(Collected data entries)
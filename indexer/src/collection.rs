use anyhow::{anyhow, bail, Context, Result};
use quick_xml::events::Event;
use quick_xml::reader::Reader;
use std::fs::{self, File};
use std::io::{BufRead, BufReader};
use std::path::{Path, PathBuf};
use walkdir::WalkDir;
use wikirank_core::{DocId, Document};

/// Read every document under `input`, which may be a single file or a
/// directory of `.xml`, `.json` and `.jsonl` files.
pub fn read_collection(input: &Path) -> Result<Vec<Document>> {
    let mut files: Vec<PathBuf> = Vec::new();
    if input.is_dir() {
        for entry in WalkDir::new(input).into_iter().filter_map(|e| e.ok()) {
            let p = entry.path();
            if p.is_file() && matches!(extension(p), Some("xml" | "json" | "jsonl")) {
                files.push(p.to_path_buf());
            }
        }
        files.sort();
    } else if input.is_file() {
        files.push(input.to_path_buf());
    } else {
        bail!("input {} does not exist", input.display());
    }

    let mut docs = Vec::new();
    for file in files {
        let read = match extension(&file) {
            Some("jsonl") => read_jsonl(&file),
            Some("json") => read_json(&file),
            _ => read_xml(&file),
        };
        docs.extend(read.with_context(|| format!("reading {}", file.display()))?);
    }
    Ok(docs)
}

fn extension(p: &Path) -> Option<&str> { p.extension().and_then(|s| s.to_str()) }

fn read_xml(file: &Path) -> Result<Vec<Document>> {
    let xml = fs::read_to_string(file)?;
    parse_wiki_xml(&xml)
}

fn read_jsonl(file: &Path) -> Result<Vec<Document>> {
    let reader = BufReader::new(File::open(file)?);
    let mut docs = Vec::new();
    for line in reader.lines() {
        let line = line?;
        if line.trim().is_empty() { continue; }
        let doc: Document = serde_json::from_str(&line)?;
        docs.push(Document::new(doc.id, &doc.title, doc.text));
    }
    Ok(docs)
}

fn read_json(file: &Path) -> Result<Vec<Document>> {
    let reader = BufReader::new(File::open(file)?);
    let json: serde_json::Value = serde_json::from_reader(reader)?;
    let raw: Vec<Document> = match json {
        serde_json::Value::Array(arr) => arr.into_iter().map(serde_json::from_value).collect::<Result<_, _>>()?,
        serde_json::Value::Object(_) => vec![serde_json::from_value(json)?],
        _ => Vec::new(),
    };
    Ok(raw.into_iter().map(|d| Document::new(d.id, &d.title, d.text)).collect())
}

#[derive(Clone, Copy)]
enum Field {
    Id,
    Title,
    Text,
}

#[derive(Default)]
struct PageFields {
    id: Option<String>,
    title: Option<String>,
    text: Option<String>,
}

impl PageFields {
    fn slot(&mut self, field: Field) -> &mut Option<String> {
        match field {
            Field::Id => &mut self.id,
            Field::Title => &mut self.title,
            Field::Text => &mut self.text,
        }
    }

    fn into_document(self) -> Result<Document> {
        let raw_id = self.id.ok_or_else(|| anyhow!("page without <id>"))?;
        let id: DocId = raw_id.trim().parse().with_context(|| format!("page id {raw_id:?} is not an integer"))?;
        let title = self.title.ok_or_else(|| anyhow!("page {id} has no <title>"))?;
        Ok(Document::new(id, &title, self.text))
    }
}

/// Parse a wiki dump: `<page>` elements with `<id>`, `<title>` and an
/// optional `<text>`. Only the first `<id>` of a page counts, so nested
/// revision ids are ignored.
pub fn parse_wiki_xml(xml: &str) -> Result<Vec<Document>> {
    let mut reader = Reader::from_str(xml);
    let mut docs = Vec::new();
    let mut page: Option<PageFields> = None;
    let mut field: Option<Field> = None;

    loop {
        match reader.read_event()? {
            Event::Start(e) => {
                let f = match e.name().as_ref() {
                    b"page" => {
                        page.get_or_insert_with(PageFields::default);
                        continue;
                    }
                    b"id" => Field::Id,
                    b"title" => Field::Title,
                    b"text" => Field::Text,
                    _ => continue,
                };
                if let Some(p) = page.as_mut() {
                    let slot = p.slot(f);
                    if slot.is_none() {
                        *slot = Some(String::new());
                        field = Some(f);
                    }
                }
            }
            Event::Empty(e) => {
                if let Some(p) = page.as_mut() {
                    if e.name().as_ref() == b"text" {
                        p.text.get_or_insert_with(String::new);
                    }
                }
            }
            Event::Text(t) => {
                if let (Some(p), Some(f)) = (page.as_mut(), field) {
                    let text = t.unescape()?;
                    p.slot(f).get_or_insert_with(String::new).push_str(&text);
                }
            }
            Event::CData(c) => {
                if let (Some(p), Some(f)) = (page.as_mut(), field) {
                    let bytes = c.into_inner();
                    p.slot(f).get_or_insert_with(String::new).push_str(&String::from_utf8_lossy(&bytes));
                }
            }
            Event::End(e) => match e.name().as_ref() {
                b"page" => {
                    field = None;
                    if let Some(p) = page.take() {
                        docs.push(p.into_document()?);
                    }
                }
                b"id" | b"title" | b"text" => field = None,
                _ => {}
            },
            Event::Eof => break,
            _ => {}
        }
    }
    Ok(docs)
}
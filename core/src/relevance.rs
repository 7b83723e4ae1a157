use crate::{DocId, Posting, RelevanceTable, TermCounts};
use std::collections::BTreeMap;

/// Turn raw counts into tf-idf relevance.
///
/// tf is the raw count over the count of the most frequent term in the same
/// document; idf is `ln(n / doc_freq)`.
pub fn compute_relevance(counts: &TermCounts, num_docs: usize) -> RelevanceTable {
    let mut max_count: BTreeMap<DocId, u32> = BTreeMap::new();
    for (_, postings) in counts.iter() {
        for &(doc_id, count) in postings {
            let max = max_count.entry(doc_id).or_insert(0);
            *max = (*max).max(count);
        }
    }

    let mut table = RelevanceTable::new();
    for (term, postings) in counts.iter() {
        let doc_freq = postings.len();
        if doc_freq == 0 {
            continue;
        }
        let n = num_docs.max(doc_freq) as f64;
        let idf = (n / doc_freq as f64).ln();
        let weighted = postings
            .iter()
            .map(|&(doc_id, count)| {
                let most = max_count.get(&doc_id).copied().unwrap_or(count).max(1);
                Posting { doc_id, weight: idf * (count as f64 / most as f64) }
            })
            .collect();
        table.push_term(term, weighted);
    }
    table
}
use axum::body::Body;
use axum::http::{Request, StatusCode};
use axum::Router;
use http_body_util::BodyExt;
use serde_json::Value;
use tempfile::tempdir;
use tower::ServiceExt;
use wikirank_core::persist::{save_snapshot, IndexPaths, MetaFile, FORMAT_VERSION};
use wikirank_core::{build_index, Document, PageRankParams};

fn build_tiny_index(dir: &std::path::Path) {
    let docs = vec![
        Document::new(1, "Rust", Some("Rust is great. rust systems programming. [[Python]]".into())),
        Document::new(2, "Python", Some("python scripting language [[Rust|rust]]".into())),
        Document::new(3, "Go", Some("go language with goroutines".into())),
    ];
    let snapshot = build_index(&docs, &PageRankParams::default()).unwrap();
    let meta = MetaFile { num_docs: 3, num_terms: 0, created_at: "2024-01-01T00:00:00Z".into(), version: FORMAT_VERSION };
    save_snapshot(&IndexPaths::new(dir), &snapshot, &meta).unwrap();
}

async fn call(app: Router, uri: &str) -> (StatusCode, Value) {
    let req = Request::get(uri).body(Body::empty()).unwrap();
    let resp = app.oneshot(req).await.unwrap();
    let status = resp.status();
    let body = resp.into_body().collect().await.unwrap().to_bytes();
    (status, serde_json::from_slice(&body).unwrap())
}

#[tokio::test]
async fn search_returns_ranked_results() {
    let dir = tempdir().unwrap();
    build_tiny_index(dir.path());
    let app = server::build_app(dir.path().to_string_lossy().to_string()).unwrap();

    let (status, json) = call(app, "/search?q=rust&pagerank=true").await;
    assert_eq!(status, StatusCode::OK);
    let arr = json["results"].as_array().unwrap();
    assert_eq!(arr.len(), 2);
    assert_eq!(arr[0]["doc_id"].as_u64().unwrap(), 1);
    assert_eq!(arr[1]["doc_id"].as_u64().unwrap(), 2);
    assert!(json.get("message").is_none());
}

#[tokio::test]
async fn search_reports_misses() {
    let dir = tempdir().unwrap();
    build_tiny_index(dir.path());
    let app = server::build_app(dir.path().to_string_lossy().to_string()).unwrap();

    let (_, json) = call(app, "/search?q=haskell").await;
    assert_eq!(json["results"].as_array().unwrap().len(), 0);
    assert_eq!(json["message"], "no relevant documents");
}

#[tokio::test]
async fn missing_index_serves_empty_corpus() {
    let dir = tempdir().unwrap();
    let app = server::build_app(dir.path().join("absent").to_string_lossy().to_string()).unwrap();

    let (status, json) = call(app.clone(), "/search?q=rust").await;
    assert_eq!(status, StatusCode::OK);
    assert_eq!(json["message"], "empty corpus");
    let (_, json) = call(app, "/doc/1").await;
    assert_eq!(json["error"], "not found");
}

#[tokio::test]
async fn doc_lookup_includes_authority() {
    let dir = tempdir().unwrap();
    build_tiny_index(dir.path());
    let app = server::build_app(dir.path().to_string_lossy().to_string()).unwrap();

    let (_, json) = call(app, "/doc/3").await;
    assert_eq!(json["title"], "go");
    assert!(json["authority"].as_f64().unwrap() > 0.0);
}
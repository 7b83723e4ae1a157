use crate::DocId;
use thiserror::Error;

#[derive(Debug, Error)]
pub enum IndexError {
    #[error("pagerank did not converge after {iterations} iterations (residual {residual})")]
    NotConverged { iterations: usize, residual: f64 },

    #[error("duplicate document id {0}")]
    DuplicateId(DocId),
}

pub type Result<T> = std::result::Result<T, IndexError>;
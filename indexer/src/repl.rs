use anyhow::Result;
use std::io::{self, BufRead, Write};
use wikirank_core::{Querier, SearchOutcome};

const PROMPT: &str = "search> ";
const QUIT: &str = ":quit";

/// Prompt, score, print, until `:quit` or end of input.
pub fn run<R: BufRead, W: Write>(querier: &Querier, use_pagerank: bool, mut input: R, out: &mut W) -> Result<()> {
    loop {
        write!(out, "{PROMPT}")?;
        out.flush()?;
        let mut line = String::new();
        if input.read_line(&mut line)? == 0 {
            break;
        }
        let query = line.trim_end_matches(['\n', '\r']);
        if query.trim() == QUIT {
            break;
        }
        render(out, query, &querier.search(query, use_pagerank))?;
    }
    Ok(())
}

pub fn render<W: Write>(out: &mut W, query: &str, outcome: &SearchOutcome) -> io::Result<()> {
    match outcome {
        SearchOutcome::Ranked(hits) => {
            for hit in hits {
                writeln!(out, "{}", hit.title)?;
            }
            Ok(())
        }
        SearchOutcome::NoRelevantDocuments => writeln!(out, "search item {query:?} has no relevant documents"),
        SearchOutcome::EmptyCorpus => writeln!(out, "search item {query:?} has no relevant documents, empty corpus"),
    }
}

#[cfg(test)]
mod tests {
    use super::*;
    use std::io::Cursor;
    use wikirank_core::{build_index, Document, PageRankParams};

    #[test]
    fn answers_until_quit() {
        let docs = vec![
            Document::new(1, "Volcano", Some("lava and ash".into())),
            Document::new(2, "Glacier", Some("ice".into())),
        ];
        let querier = Querier::new(build_index(&docs, &PageRankParams::default()).unwrap());
        let mut out = Vec::new();
        run(&querier, true, Cursor::new("lava\nsand\n:quit\nice\n"), &mut out).unwrap();
        let text = String::from_utf8(out).unwrap();
        assert_eq!(
            text,
            "search> volcano\nsearch> search item \"sand\" has no relevant documents\nsearch> "
        );
    }

    #[test]
    fn empty_index_says_so() {
        let mut out = Vec::new();
        run(&Querier::default(), false, Cursor::new("anything"), &mut out).unwrap();
        let text = String::from_utf8(out).unwrap();
        assert!(text.contains("empty corpus"));
    }
}
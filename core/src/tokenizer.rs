use lazy_static::lazy_static;
use regex::Regex;
use rust_stemmers::{Algorithm, Stemmer};
use std::collections::HashSet;
use unicode_normalization::UnicodeNormalization;

lazy_static! {
    static ref TOKEN_RE: Regex =
        Regex::new(r"\[\[[^\[]+?\]\]|[a-zA-Z0-9]+'[a-zA-Z0-9]+|[a-zA-Z0-9]+").expect("valid regex");
    static ref WORD_RE: Regex = Regex::new(r"[a-zA-Z0-9]+'[a-zA-Z0-9]+|[a-zA-Z0-9]+").expect("valid regex");
    static ref STEMMER: Stemmer = Stemmer::create(Algorithm::English);
    static ref STOPWORDS: HashSet<&'static str> = {
        let words: &[&str] = &[
            "a","about","above","after","again","against","ain","all","am","an","and","any","are","aren","aren't","as","at",
            "be","because","been","before","being","below","between","both","but","by",
            "can","couldn","couldn't",
            "d","did","didn","didn't","do","does","doesn","doesn't","doing","don","don't","down","during",
            "each","few","for","from","further",
            "had","hadn","hadn't","has","hasn","hasn't","have","haven","haven't","having","he","her","here","hers","herself","him","himself","his","how",
            "i","if","in","into","is","isn","isn't","it","it's","its","itself",
            "just","ll","m","ma","me","mightn","mightn't","more","most","mustn","mustn't","my","myself",
            "needn","needn't","no","nor","not","now",
            "o","of","off","on","once","only","or","other","our","ours","ourselves","out","over","own",
            "re","s","same","shan","shan't","she","she's","should","should've","shouldn","shouldn't","so","some","such",
            "t","than","that","that'll","the","their","theirs","them","themselves","then","there","these","they","this","those","through","to","too",
            "under","until","up","ve","very",
            "was","wasn","wasn't","we","were","weren","weren't","what","when","where","which","while","who","whom","why","will","with","won","won't","wouldn","wouldn't",
            "y","you","you'd","you'll","you're","you've","your","yours","yourself","yourselves"
        ];
        words.iter().copied().collect()
    };
}

pub fn is_stopword(token: &str) -> bool { STOPWORDS.contains(token) }

/// Index-side normalization: lower-case, stem, then drop the word if its
/// stem is a stopword.
pub fn index_term(word: &str) -> Option<String> {
    let lower = word.trim().to_lowercase();
    let stem = STEMMER.stem(&lower);
    if stem.is_empty() || is_stopword(&stem) {
        return None;
    }
    Some(stem.into_owned())
}

/// Query-side normalization: lower-case, drop stopwords, then stem.
pub fn query_term(word: &str) -> Option<String> {
    let lower = word.trim().to_lowercase();
    if lower.is_empty() || is_stopword(&lower) {
        return None;
    }
    let stem = STEMMER.stem(&lower);
    if stem.is_empty() {
        return None;
    }
    Some(stem.into_owned())
}

#[derive(Debug, Clone, Copy, PartialEq, Eq)]
pub enum RawToken<'a> {
    Word(&'a str),
    /// Content of a `[[...]]` span with the brackets stripped.
    Link(&'a str),
}

/// Split text into words and whole `[[...]]` link spans.
pub fn scan(text: &str) -> Vec<RawToken<'_>> {
    TOKEN_RE
        .find_iter(text)
        .map(|m| {
            let s = m.as_str();
            match s.strip_prefix("[[").and_then(|rest| rest.strip_suffix("]]")) {
                Some(content) => RawToken::Link(content),
                None => RawToken::Word(s),
            }
        })
        .collect()
}

/// A parsed wiki link: the page it points at and the words it shows.
#[derive(Debug, Clone, Default, PartialEq, Eq)]
pub struct WikiLink {
    /// Lower-cased, trimmed title, not yet checked against the corpus.
    pub target: String,
    /// Unfiltered display words.
    pub display: Vec<String>,
}

impl WikiLink {
    /// Display words that survive stopword filtering and stemming.
    pub fn terms(&self) -> impl Iterator<Item = String> + '_ {
        self.display.iter().filter_map(|w| index_term(w))
    }
}

/// Parse link content (brackets already removed).
///
/// `[[target|shown text]]` links to `target` and displays `shown text`; with
/// several pipes only the text after the last one is shown.
/// `[[ns:page name]]` displays every colon segment. A plain `[[page]]` links
/// without displaying anything.
pub fn parse_link(content: &str) -> WikiLink {
    let (target, piped) = match content.split_once('|') {
        Some((before, after)) => (before, Some(after)),
        None => (content, None),
    };

    let display: Vec<String> = match piped {
        Some(after) => words(after.rsplit('|').next().unwrap_or(after)).collect(),
        None if content.contains(':') => content
            .split(':')
            .filter(|seg| !seg.trim().is_empty())
            .flat_map(words)
            .collect(),
        None => Vec::new(),
    };

    WikiLink { target: target.trim().to_lowercase(), display }
}

fn words(text: &str) -> impl Iterator<Item = String> + '_ {
    WORD_RE.find_iter(text).map(|m| m.as_str().to_string())
}

/// What one document contributes to the index.
#[derive(Debug, Clone, Default, PartialEq, Eq)]
pub struct DocumentTokens {
    /// Normalized terms in order of appearance, repeats included.
    pub terms: Vec<String>,
    /// Raw link targets in order of appearance, repeats included.
    pub link_targets: Vec<String>,
}

/// Tokenize a document's title and body.
pub fn analyze(title: &str, body: Option<&str>) -> DocumentTokens {
    let mut out = DocumentTokens::default();
    for text in [Some(title), body].into_iter().flatten() {
        let normalized = text.nfkc().collect::<String>();
        for token in scan(&normalized) {
            match token {
                RawToken::Word(w) => out.terms.extend(index_term(w)),
                RawToken::Link(content) => {
                    let link = parse_link(content);
                    out.terms.extend(link.terms());
                    out.link_targets.push(link.target);
                }
            }
        }
    }
    out
}

/// Query terms in order; repeats are kept.
pub fn tokenize_query(query: &str) -> Vec<String> {
    query.split_whitespace().filter_map(query_term).collect()
}
pub mod error;
pub mod graph;
pub mod index;
pub mod pagerank;
pub mod persist;
pub mod pipeline;
pub mod query;
pub mod relevance;
pub mod tokenizer;

pub use error::IndexError;
pub use index::*;
pub use pagerank::PageRankParams;
pub use pipeline::{build_index, IndexSnapshot};
pub use query::{Hit, Querier, SearchOutcome};
//! Entry validation and field coercion.
//!
//! Rules run in a fixed order and every violation is collected before
//! failing, so a form can show all problems at once:
//!
//! 1. `title` is required (non-empty after trimming)
//! 2. `slug` is required and must have slug shape
//! 3. `body` is required (non-empty after trimming)
//! 4. events get `location`, `startsAt`, `endsAt`, defaulting to `""`
//!
//! Odd-but-coercible input never fails: numbers and booleans in text fields
//! become strings, tags may be a list or a comma string, and `published`
//! accepts flag strings and numbers.

use gazette_core::util::flags::{flag_from_number, parse_flag};
use gazette_core::{
    Entry, EntryKind, EntryMeta, Error, Result, ValidationIssue, is_valid_slug, normalize_slug,
};
use serde_json::Value;

use crate::payload::EntryPayload;
use crate::tags::{clean_tags, split_tag_list};

/// Message for a slug that is present but badly shaped.
pub const SLUG_SHAPE_MESSAGE: &str =
    "Slug must contain only lowercase letters, numbers, and single hyphens";

/// Caller-supplied defaults for fields whose absence is meaningful.
#[derive(Debug, Clone, Copy, PartialEq, Eq)]
pub struct ValidationDefaults {
    /// `published` value when the payload has none or an unrecognized one.
    /// `true` on create; the stored value on update.
    pub published: bool,
}

impl Default for ValidationDefaults {
    fn default() -> Self {
        Self { published: true }
    }
}

/// Pick the slug for a payload: the explicit slug if it has one, otherwise
/// the normalized title.
///
/// # Example
///
/// ```rust
/// use gazette_content::{derive_slug, EntryPayload};
/// use serde_json::json;
///
/// let payload = EntryPayload { title: Some(json!("Hi There")), slug: Some(json!("")), ..Default::default() };
/// assert_eq!(derive_slug(&payload), "hi-there");
/// ```
pub fn derive_slug(payload: &EntryPayload) -> String {
    match required_text(&payload.slug) {
        Some(slug) => slug,
        None => optional_text(&payload.title)
            .map(|title| normalize_slug(&title))
            .unwrap_or_default(),
    }
}

/// Validate a payload into a normalized entry.
///
/// The slug must already be present (see [`derive_slug`]); this only checks
/// its shape.
///
/// # Errors
///
/// Returns [`Error::Validation`] with every issue found when a required field
/// is missing or malformed.
pub fn validate(
    kind: EntryKind,
    payload: &EntryPayload,
    defaults: ValidationDefaults,
) -> Result<Entry> {
    let mut issues = Vec::new();

    let title = required_text(&payload.title);
    if title.is_none() {
        issues.push(ValidationIssue::new("title", "Title is required"));
    }

    let slug = required_text(&payload.slug);
    match &slug {
        None => issues.push(ValidationIssue::new("slug", "Slug is required")),
        Some(slug) if !is_valid_slug(slug) => {
            issues.push(ValidationIssue::new("slug", SLUG_SHAPE_MESSAGE));
        }
        Some(_) => {}
    }

    let body = raw_text(&payload.body).filter(|body| !body.trim().is_empty());
    if body.is_none() {
        issues.push(ValidationIssue::new("body", "Body is required"));
    }

    let (Some(title), Some(slug), Some(body)) = (title, slug, body) else {
        return Err(Error::validation(issues));
    };
    if !issues.is_empty() {
        return Err(Error::validation(issues));
    }

    let event_field = |value: &Option<Value>| {
        kind.has_event_fields()
            .then(|| optional_text(value).unwrap_or_default())
    };

    let meta = EntryMeta {
        title,
        excerpt: optional_text(&payload.excerpt).unwrap_or_default(),
        date: optional_text(&payload.date).unwrap_or_default(),
        image: optional_text(&payload.image).unwrap_or_default(),
        tags: coerce_tags(&payload.tags),
        published: coerce_published(&payload.published, defaults.published),
        location: event_field(&payload.location),
        starts_at: event_field(&payload.starts_at),
        ends_at: event_field(&payload.ends_at),
        ..Default::default()
    };

    Ok(Entry::new(kind, slug, meta, body))
}

/// Coerce a tags value: a list of strings or a comma-delimited string.
/// Anything else yields no tags.
pub fn coerce_tags(value: &Option<Value>) -> Vec<String> {
    match value {
        Some(Value::Array(items)) => clean_tags(items.iter().filter_map(scalar_text)),
        Some(Value::String(s)) => split_tag_list(s),
        Some(other) => {
            log::debug!("Ignoring tags value of unexpected shape: {other}");
            Vec::new()
        }
        None => Vec::new(),
    }
}

/// Coerce a `published` value, falling back to `default` when absent or
/// unrecognized.
pub fn coerce_published(value: &Option<Value>, default: bool) -> bool {
    match value {
        Some(Value::Bool(b)) => *b,
        Some(Value::String(s)) => parse_flag(s).unwrap_or(default),
        Some(Value::Number(n)) => n.as_f64().map(flag_from_number).unwrap_or(default),
        _ => default,
    }
}

/// Text of a scalar JSON value without trimming.
fn scalar_text(value: &Value) -> Option<String> {
    match value {
        Value::String(s) => Some(s.clone()),
        Value::Number(n) => Some(n.to_string()),
        Value::Bool(b) => Some(b.to_string()),
        Value::Null | Value::Array(_) | Value::Object(_) => None,
    }
}

fn raw_text(value: &Option<Value>) -> Option<String> {
    value.as_ref().and_then(scalar_text)
}

/// Trimmed text, `None` when absent or not a scalar.
fn optional_text(value: &Option<Value>) -> Option<String> {
    raw_text(value).map(|s| s.trim().to_string())
}

/// Trimmed text, `None` when absent, not a scalar, or blank.
fn required_text(value: &Option<Value>) -> Option<String> {
    optional_text(value).filter(|s| !s.is_empty())
}
//! Slug normalization utilities.
//!
//! A slug is the URL-safe primary key of an entry within its kind and the
//! stem of its file name. Slugs match `[a-z0-9]+(-[a-z0-9]+)*`.

use std::sync::LazyLock;

use regex::Regex;

static DISALLOWED: LazyLock<Regex> =
    LazyLock::new(|| Regex::new(r"[^a-z0-9\s-]").expect("Invalid disallowed-chars regex"));

static SEPARATORS: LazyLock<Regex> =
    LazyLock::new(|| Regex::new(r"[\s-]+").expect("Invalid separator regex"));

static SLUG_SHAPE: LazyLock<Regex> =
    LazyLock::new(|| Regex::new(r"^[a-z0-9]+(?:-[a-z0-9]+)*$").expect("Invalid slug regex"));

/// Normalize free-form text (usually a title) into a slug.
///
/// Performs the following transformations:
/// 1. Converts to lowercase
/// 2. Drops every character outside `[a-z0-9]`, whitespace, and `-`
/// 3. Collapses runs of whitespace and hyphens into a single hyphen
/// 4. Trims leading/trailing hyphens
///
/// Never fails. Empty (or all-punctuation) input yields an empty string,
/// which callers must reject separately.
///
/// # Examples
///
/// ```
/// use gazette_core::util::slug::normalize_slug;
///
/// assert_eq!(normalize_slug("Hi There"), "hi-there");
/// assert_eq!(normalize_slug("  Rock & Roll -- Live!  "), "rock-roll-live");
/// assert_eq!(normalize_slug("Café au lait"), "caf-au-lait");
/// assert_eq!(normalize_slug("???"), "");
/// ```
pub fn normalize_slug(input: &str) -> String {
    let lowered = input.to_lowercase();
    let stripped = DISALLOWED.replace_all(&lowered, "");
    let collapsed = SEPARATORS.replace_all(&stripped, "-");
    collapsed.trim_matches('-').to_string()
}

/// Check that a string already has canonical slug shape.
///
/// # Examples
///
/// ```
/// use gazette_core::util::slug::is_valid_slug;
///
/// assert!(is_valid_slug("hello-world-2024"));
/// assert!(!is_valid_slug("Hello"));
/// assert!(!is_valid_slug("double--hyphen"));
/// assert!(!is_valid_slug(""));
/// ```
pub fn is_valid_slug(slug: &str) -> bool {
    SLUG_SHAPE.is_match(slug)
}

**The task:** Using the records above, gather all lines where the string "comma" is present.

**Answer to this exercise:**
//! become strings, tags may be a list or a comma string, and `published`
/// Coerce a tags value: a list of strings or a comma-delimited string.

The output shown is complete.